Tracking charts the rise and fall of the price movements are the basic tools of technical analysis. Day after day, most technical analysts often bar charts. In a bar chart, enter the vertical bar for each desired time interval: weeks, days or even hours or minutes. The highest price that the population in this period is represented by the head of the Bar and the lowest price at the lower end of the bar. The small bars on the right and left stand for the opening and closing, respectively. Of course a lot of information by a trained eye can be obtained in a bar chart. The side rails, so you immediately know what shows the spread between opening and closing, with a long bar, signaling a significant change in stock price during the term.
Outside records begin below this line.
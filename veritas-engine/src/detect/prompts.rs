//! Prompt templates for the generation service.

use veritas_core::{MessageRecord, SearchResult, WebAnswer};

pub const CONTRADICTION_SYSTEM: &str = "You check whether a chat user contradicts their own \
earlier statements. Only flag direct logical contradictions of a factual claim, not changes \
of topic, jokes, hedged opinions or positions the user explicitly says have changed. \
Respond with a single JSON object and nothing else.";

pub const MISINFORMATION_SYSTEM: &str = "You are a careful fact checker. Using only the \
provided web evidence, decide whether a chat message states critical misinformation: a \
factual claim that is clearly false and potentially harmful. Opinions, jokes, predictions \
and unverifiable claims are not misinformation. Respond with a single JSON object and \
nothing else.";

pub const SUMMARY_SYSTEM: &str = "You summarize chat conversations. Write a short neutral \
summary of the main topics and any conclusions, in at most five sentences. Do not quote \
users by name.";

pub const REPLY_SYSTEM: &str = "You are a concise, friendly assistant in a chat server. \
Answer the question in at most four sentences. When web context is provided, prefer it \
and do not invent sources.";

/// Prompt asking whether `current` contradicts a statement in `window`
/// (oldest first).
pub fn contradiction_prompt(window: &[MessageRecord], current: &str) -> String {
    let history = window
        .iter()
        .enumerate()
        .map(|(i, m)| format!("{}. {}", i + 1, m.content.trim()))
        .collect::<Vec<_>>()
        .join("\n");

    format!(
        "Earlier statements by this user, oldest first:\n{history}\n\n\
         New message:\n{current}\n\n\
         Does the new message directly contradict one of the earlier statements?\n\
         Answer with JSON: {{\"contradiction\": \"yes\" or \"no\", \"reason\": \"one sentence\", \
         \"evidence\": \"the earlier statement, quoted exactly\"}}",
        history = history,
        current = current.trim(),
    )
}

/// Prompt asking whether `message` is misinformation given the grounding.
pub fn misinformation_prompt(message: &str, answer: &WebAnswer, results: &[SearchResult]) -> String {
    let mut evidence = format!("Web answer:\n{}\n", answer.answer_text.trim());
    if !answer.cited_urls.is_empty() {
        evidence.push_str("\nSources:\n");
        for url in &answer.cited_urls {
            evidence.push_str("- ");
            evidence.push_str(url);
            evidence.push('\n');
        }
    }
    if !results.is_empty() {
        evidence.push_str("\nSearch results:\n");
        for r in results {
            evidence.push_str(&format!("- {} ({}): {}\n", r.title, r.url, r.snippet));
        }
    }

    format!(
        "Message:\n{message}\n\n{evidence}\n\
         Is the message critical misinformation according to this evidence?\n\
         Answer with JSON: {{\"misinformation\": \"yes\" or \"no\", \"reason\": \"one sentence\", \
         \"evidence\": \"the fact that refutes it\", \"url\": \"best source url or empty\"}}",
        message = message.trim(),
        evidence = evidence,
    )
}

/// Query sent to the web-answer service for a message under fact-check.
pub fn fact_check_query(message: &str) -> String {
    format!("Is the following claim accurate? {}", message.trim())
}

/// Prompt summarizing `messages` (oldest first).
pub fn summary_prompt(messages: &[MessageRecord]) -> String {
    let transcript = messages
        .iter()
        .map(|m| format!("[{}] {}", m.created_at.format("%H:%M"), m.content.trim()))
        .collect::<Vec<_>>()
        .join("\n");
    format!("Conversation:\n{}\n\nSummary:", transcript)
}

/// Prompt answering `question`, with web grounding when available.
pub fn reply_prompt(question: &str, grounding: Option<&WebAnswer>) -> String {
    match grounding {
        Some(answer) => format!(
            "Web context:\n{}\n\nQuestion: {}",
            answer.answer_text.trim(),
            question.trim()
        ),
        None => format!("Question: {}", question.trim()),
    }
}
Candlestick charts are another kind of graphs that are closely associated with the bar graph. Use the forms of chandeliers, solid body, to show differences between the opening and closing price shall be expressed in a different color to an upper or lower end. The lines and shadows of the possibilities show reached its maximum and minimum prices during these periods. A form of red or black is used for a period when stock prices fell and a form of green or white when the price rose. Short shadow, which is to accompany the green body to sign a bullish because it shows a population that small opening and closing high. A red body with the shadow is short, on the other hand, bearish, showing a population that was later closed shortly after opening. Overall, more than 20 different models are produced in the candle graphs, each with a different situation known to the trained eye.